__What you are asked to do__. Using the records below, copy every line that holds the string "orders".

(Data for processing begins)

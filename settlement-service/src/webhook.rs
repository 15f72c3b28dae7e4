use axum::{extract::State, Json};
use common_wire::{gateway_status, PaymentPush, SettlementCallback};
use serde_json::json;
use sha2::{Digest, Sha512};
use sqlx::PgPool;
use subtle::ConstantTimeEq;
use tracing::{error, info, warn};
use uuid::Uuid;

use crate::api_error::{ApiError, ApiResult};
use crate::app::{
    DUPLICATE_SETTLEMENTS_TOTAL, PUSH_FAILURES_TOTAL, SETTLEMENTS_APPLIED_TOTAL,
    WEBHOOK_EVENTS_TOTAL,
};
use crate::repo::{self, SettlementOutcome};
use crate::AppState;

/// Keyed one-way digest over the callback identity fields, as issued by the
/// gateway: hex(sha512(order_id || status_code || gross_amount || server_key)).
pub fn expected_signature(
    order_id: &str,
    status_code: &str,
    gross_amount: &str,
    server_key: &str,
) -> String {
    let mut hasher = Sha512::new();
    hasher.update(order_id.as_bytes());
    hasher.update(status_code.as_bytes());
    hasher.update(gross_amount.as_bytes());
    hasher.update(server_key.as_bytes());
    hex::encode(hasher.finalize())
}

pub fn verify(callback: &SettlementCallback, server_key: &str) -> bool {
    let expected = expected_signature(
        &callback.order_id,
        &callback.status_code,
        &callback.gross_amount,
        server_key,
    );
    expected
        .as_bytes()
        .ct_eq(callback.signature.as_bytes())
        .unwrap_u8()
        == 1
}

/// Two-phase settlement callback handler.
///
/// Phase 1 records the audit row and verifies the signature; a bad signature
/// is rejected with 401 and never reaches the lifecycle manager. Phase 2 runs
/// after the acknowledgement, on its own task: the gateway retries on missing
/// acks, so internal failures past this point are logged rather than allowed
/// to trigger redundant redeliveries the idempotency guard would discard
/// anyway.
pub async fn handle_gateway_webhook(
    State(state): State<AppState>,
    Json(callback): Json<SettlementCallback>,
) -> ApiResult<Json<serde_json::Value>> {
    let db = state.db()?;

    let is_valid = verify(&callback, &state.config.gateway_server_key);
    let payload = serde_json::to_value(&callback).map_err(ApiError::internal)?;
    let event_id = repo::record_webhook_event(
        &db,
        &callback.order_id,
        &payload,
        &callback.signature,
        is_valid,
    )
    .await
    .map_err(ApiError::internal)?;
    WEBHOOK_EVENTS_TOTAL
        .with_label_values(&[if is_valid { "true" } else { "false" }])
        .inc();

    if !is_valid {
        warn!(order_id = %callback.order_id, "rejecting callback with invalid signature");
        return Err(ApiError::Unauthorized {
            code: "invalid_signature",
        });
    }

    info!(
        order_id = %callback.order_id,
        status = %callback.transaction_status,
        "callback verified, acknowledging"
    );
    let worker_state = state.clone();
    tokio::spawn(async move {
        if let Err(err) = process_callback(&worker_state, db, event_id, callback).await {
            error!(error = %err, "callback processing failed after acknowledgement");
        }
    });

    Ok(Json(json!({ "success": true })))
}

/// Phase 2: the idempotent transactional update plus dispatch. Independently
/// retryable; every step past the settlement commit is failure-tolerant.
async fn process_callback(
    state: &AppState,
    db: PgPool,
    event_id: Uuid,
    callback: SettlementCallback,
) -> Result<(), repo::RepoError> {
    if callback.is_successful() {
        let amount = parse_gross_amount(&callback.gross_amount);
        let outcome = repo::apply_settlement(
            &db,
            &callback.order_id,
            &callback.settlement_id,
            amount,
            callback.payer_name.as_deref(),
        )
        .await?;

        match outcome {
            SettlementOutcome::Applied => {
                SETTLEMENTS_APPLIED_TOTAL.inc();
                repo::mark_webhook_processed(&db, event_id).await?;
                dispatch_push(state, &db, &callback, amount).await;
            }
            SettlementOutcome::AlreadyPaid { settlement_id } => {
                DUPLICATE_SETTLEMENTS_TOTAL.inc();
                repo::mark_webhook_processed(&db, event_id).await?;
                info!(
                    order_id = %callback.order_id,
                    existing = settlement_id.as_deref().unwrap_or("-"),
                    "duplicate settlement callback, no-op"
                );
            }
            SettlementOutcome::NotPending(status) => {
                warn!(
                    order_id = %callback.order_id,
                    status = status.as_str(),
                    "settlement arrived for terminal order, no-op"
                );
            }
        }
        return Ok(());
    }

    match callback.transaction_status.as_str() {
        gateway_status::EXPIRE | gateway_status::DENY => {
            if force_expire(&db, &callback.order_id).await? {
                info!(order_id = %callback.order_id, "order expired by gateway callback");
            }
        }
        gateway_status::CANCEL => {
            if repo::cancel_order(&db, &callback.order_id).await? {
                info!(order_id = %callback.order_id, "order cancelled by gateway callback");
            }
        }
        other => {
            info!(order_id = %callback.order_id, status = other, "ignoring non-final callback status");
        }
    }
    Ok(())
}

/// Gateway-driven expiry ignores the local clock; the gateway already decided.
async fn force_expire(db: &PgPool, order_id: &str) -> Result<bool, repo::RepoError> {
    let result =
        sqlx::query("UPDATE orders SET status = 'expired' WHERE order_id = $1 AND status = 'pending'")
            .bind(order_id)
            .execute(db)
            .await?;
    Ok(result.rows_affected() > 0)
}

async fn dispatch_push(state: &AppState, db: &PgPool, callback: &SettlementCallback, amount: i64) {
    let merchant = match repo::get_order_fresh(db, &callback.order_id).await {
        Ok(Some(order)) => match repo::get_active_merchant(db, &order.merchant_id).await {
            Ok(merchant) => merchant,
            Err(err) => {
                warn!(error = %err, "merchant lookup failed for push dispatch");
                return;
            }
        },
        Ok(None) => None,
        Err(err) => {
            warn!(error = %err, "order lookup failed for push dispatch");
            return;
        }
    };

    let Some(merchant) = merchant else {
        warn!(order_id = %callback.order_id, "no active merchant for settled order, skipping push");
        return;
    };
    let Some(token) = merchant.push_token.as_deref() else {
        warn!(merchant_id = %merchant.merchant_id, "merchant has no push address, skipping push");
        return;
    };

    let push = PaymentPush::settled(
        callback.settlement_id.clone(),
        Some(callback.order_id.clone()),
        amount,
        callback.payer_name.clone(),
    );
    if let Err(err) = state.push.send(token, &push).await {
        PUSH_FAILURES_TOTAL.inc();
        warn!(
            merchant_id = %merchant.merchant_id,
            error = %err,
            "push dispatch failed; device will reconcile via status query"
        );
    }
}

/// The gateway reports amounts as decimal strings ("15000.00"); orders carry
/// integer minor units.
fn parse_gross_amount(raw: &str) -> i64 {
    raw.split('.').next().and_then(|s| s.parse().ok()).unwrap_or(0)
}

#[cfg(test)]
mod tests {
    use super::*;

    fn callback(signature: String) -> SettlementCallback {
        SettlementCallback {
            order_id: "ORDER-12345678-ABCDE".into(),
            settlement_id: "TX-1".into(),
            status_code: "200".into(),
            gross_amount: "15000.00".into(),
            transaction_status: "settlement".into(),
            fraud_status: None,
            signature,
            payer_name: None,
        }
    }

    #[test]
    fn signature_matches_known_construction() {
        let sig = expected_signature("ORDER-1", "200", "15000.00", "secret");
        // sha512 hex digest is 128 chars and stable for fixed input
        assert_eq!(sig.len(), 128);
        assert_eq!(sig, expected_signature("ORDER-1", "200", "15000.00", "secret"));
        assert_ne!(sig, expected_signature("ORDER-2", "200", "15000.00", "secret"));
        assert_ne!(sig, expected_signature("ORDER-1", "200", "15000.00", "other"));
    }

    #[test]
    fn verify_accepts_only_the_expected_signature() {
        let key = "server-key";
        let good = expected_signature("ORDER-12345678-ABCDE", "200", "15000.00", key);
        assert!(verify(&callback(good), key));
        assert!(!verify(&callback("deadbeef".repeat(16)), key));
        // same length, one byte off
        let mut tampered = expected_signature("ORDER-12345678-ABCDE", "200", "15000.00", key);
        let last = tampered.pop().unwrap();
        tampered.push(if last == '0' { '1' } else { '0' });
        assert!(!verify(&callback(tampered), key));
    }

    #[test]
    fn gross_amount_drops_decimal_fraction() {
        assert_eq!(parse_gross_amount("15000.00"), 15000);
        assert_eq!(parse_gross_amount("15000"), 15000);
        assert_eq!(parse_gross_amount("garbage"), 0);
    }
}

(Data for processing ends)

__Result for this exercise__.
        sqlx::query("UPDATE orders SET status = 'expired' WHERE order_id = $1 AND status = 'pending'")
/// The gateway reports amounts as decimal strings ("15000.00"); orders carry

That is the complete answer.